TASK DETAILS: The data below holds a line containing "columns or neither." and a line containing "pub use engine::Paginator;"; please quote exactly those two lines and every line between them, and nothing else.

((

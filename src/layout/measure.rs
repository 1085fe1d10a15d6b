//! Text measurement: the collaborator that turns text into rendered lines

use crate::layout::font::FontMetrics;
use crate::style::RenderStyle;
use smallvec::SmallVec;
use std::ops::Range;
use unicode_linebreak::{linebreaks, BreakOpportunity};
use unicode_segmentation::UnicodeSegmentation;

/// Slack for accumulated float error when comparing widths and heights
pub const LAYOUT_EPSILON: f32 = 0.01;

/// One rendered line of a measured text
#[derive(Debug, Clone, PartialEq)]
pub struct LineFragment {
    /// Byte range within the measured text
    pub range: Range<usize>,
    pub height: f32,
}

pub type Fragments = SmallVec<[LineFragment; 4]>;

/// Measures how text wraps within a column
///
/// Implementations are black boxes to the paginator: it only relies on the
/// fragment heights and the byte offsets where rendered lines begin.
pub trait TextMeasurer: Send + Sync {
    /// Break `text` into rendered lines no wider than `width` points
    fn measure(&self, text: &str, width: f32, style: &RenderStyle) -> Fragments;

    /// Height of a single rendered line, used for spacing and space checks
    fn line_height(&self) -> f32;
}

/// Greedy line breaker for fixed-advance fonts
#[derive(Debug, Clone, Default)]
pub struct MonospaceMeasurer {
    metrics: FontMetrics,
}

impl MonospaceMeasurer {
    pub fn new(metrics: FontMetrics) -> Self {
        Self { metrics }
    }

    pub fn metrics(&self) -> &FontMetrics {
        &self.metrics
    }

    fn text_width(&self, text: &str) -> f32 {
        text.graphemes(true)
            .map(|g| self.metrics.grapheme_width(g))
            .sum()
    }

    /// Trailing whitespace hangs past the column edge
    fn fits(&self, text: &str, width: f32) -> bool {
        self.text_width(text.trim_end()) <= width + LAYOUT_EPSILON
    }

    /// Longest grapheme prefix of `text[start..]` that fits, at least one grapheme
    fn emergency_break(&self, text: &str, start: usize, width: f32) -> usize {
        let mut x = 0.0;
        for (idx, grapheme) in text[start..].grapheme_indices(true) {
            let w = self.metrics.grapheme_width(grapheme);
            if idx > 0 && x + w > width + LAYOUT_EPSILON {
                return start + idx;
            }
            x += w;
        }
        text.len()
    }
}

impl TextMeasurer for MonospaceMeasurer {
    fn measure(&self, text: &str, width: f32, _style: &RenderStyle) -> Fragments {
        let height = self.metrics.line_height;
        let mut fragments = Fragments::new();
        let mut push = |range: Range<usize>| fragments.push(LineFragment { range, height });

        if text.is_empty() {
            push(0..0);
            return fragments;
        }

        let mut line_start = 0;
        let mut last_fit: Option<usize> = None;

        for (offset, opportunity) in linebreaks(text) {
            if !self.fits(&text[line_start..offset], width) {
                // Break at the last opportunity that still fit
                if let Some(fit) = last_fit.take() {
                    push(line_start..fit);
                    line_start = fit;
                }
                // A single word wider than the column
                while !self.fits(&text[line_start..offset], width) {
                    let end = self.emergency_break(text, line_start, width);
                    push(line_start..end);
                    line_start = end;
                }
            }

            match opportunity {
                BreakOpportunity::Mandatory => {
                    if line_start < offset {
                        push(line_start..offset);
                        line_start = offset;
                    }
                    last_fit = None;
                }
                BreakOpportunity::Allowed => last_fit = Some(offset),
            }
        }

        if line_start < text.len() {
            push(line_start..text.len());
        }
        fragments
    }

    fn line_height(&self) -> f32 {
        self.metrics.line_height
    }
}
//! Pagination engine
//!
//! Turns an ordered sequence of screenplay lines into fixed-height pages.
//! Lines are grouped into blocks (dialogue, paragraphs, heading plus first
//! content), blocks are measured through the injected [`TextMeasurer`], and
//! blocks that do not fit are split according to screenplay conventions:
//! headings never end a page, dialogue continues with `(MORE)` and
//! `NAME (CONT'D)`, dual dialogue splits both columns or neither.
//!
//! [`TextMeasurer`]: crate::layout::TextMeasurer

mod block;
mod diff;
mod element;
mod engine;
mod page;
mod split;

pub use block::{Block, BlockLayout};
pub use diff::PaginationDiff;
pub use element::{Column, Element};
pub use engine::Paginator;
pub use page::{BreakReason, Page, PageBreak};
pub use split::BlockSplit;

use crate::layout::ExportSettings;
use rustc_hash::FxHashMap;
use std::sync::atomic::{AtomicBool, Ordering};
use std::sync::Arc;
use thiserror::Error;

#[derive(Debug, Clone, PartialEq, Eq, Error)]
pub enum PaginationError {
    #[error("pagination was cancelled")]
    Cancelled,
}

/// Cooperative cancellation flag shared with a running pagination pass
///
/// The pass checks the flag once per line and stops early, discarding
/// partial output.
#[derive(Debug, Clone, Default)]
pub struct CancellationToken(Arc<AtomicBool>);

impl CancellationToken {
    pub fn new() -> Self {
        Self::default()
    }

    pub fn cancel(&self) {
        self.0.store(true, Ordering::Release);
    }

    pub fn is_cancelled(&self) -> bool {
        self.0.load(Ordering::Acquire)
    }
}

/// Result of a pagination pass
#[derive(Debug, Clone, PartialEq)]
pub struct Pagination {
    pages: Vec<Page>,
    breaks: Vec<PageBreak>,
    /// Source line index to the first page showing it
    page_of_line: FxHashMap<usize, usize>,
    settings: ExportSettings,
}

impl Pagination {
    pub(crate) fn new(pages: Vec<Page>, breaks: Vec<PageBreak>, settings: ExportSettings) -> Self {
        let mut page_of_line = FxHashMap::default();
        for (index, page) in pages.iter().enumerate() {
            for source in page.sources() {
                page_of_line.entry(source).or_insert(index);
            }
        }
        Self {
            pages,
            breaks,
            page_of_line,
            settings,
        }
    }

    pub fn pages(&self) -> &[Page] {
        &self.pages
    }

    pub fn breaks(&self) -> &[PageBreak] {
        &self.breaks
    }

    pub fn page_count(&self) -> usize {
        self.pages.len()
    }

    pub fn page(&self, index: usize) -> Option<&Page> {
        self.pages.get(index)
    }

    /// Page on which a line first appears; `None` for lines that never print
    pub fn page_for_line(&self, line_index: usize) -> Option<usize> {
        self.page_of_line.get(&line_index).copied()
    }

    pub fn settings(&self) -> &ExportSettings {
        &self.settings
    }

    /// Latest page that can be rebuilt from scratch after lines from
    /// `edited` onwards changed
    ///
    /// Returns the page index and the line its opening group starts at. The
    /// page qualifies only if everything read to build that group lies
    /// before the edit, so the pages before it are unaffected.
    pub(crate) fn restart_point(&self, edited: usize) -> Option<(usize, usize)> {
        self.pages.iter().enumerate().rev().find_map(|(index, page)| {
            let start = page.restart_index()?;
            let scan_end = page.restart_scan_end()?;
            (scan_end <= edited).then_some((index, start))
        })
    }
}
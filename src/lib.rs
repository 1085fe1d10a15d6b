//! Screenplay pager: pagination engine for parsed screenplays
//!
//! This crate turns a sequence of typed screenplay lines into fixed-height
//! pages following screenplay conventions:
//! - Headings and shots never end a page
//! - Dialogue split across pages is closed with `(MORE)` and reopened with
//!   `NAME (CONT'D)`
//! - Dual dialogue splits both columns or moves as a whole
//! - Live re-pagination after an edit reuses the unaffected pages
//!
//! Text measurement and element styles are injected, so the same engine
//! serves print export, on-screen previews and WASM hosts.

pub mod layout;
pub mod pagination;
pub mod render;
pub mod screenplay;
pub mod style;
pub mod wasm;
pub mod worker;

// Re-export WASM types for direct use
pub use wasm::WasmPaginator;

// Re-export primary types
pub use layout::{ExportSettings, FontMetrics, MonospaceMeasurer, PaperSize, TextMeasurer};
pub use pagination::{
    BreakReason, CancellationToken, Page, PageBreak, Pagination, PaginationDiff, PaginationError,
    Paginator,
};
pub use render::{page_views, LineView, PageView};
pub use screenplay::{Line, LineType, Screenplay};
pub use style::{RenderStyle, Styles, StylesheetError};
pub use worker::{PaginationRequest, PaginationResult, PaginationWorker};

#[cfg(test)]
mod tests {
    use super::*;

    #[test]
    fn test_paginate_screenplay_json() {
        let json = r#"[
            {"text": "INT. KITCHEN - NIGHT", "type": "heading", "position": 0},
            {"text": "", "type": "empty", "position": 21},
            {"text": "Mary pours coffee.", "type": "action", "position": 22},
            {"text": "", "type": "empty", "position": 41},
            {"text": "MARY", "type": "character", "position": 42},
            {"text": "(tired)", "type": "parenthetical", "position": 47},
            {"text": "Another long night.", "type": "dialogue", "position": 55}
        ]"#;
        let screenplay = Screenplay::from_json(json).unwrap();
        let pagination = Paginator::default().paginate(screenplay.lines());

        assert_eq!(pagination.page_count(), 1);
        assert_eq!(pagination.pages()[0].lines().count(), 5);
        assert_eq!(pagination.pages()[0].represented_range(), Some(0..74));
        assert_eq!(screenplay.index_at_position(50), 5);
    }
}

))

THE ANSWER:
//! `NAME (CONT'D)`, dual dialogue splits both columns or neither.
//!
//! [`TextMeasurer`]: crate::layout::TextMeasurer

mod block;
mod diff;
mod element;
mod engine;
mod page;
mod split;

pub use block::{Block, BlockLayout};
pub use diff::PaginationDiff;
pub use element::{Column, Element};
pub use engine::Paginator;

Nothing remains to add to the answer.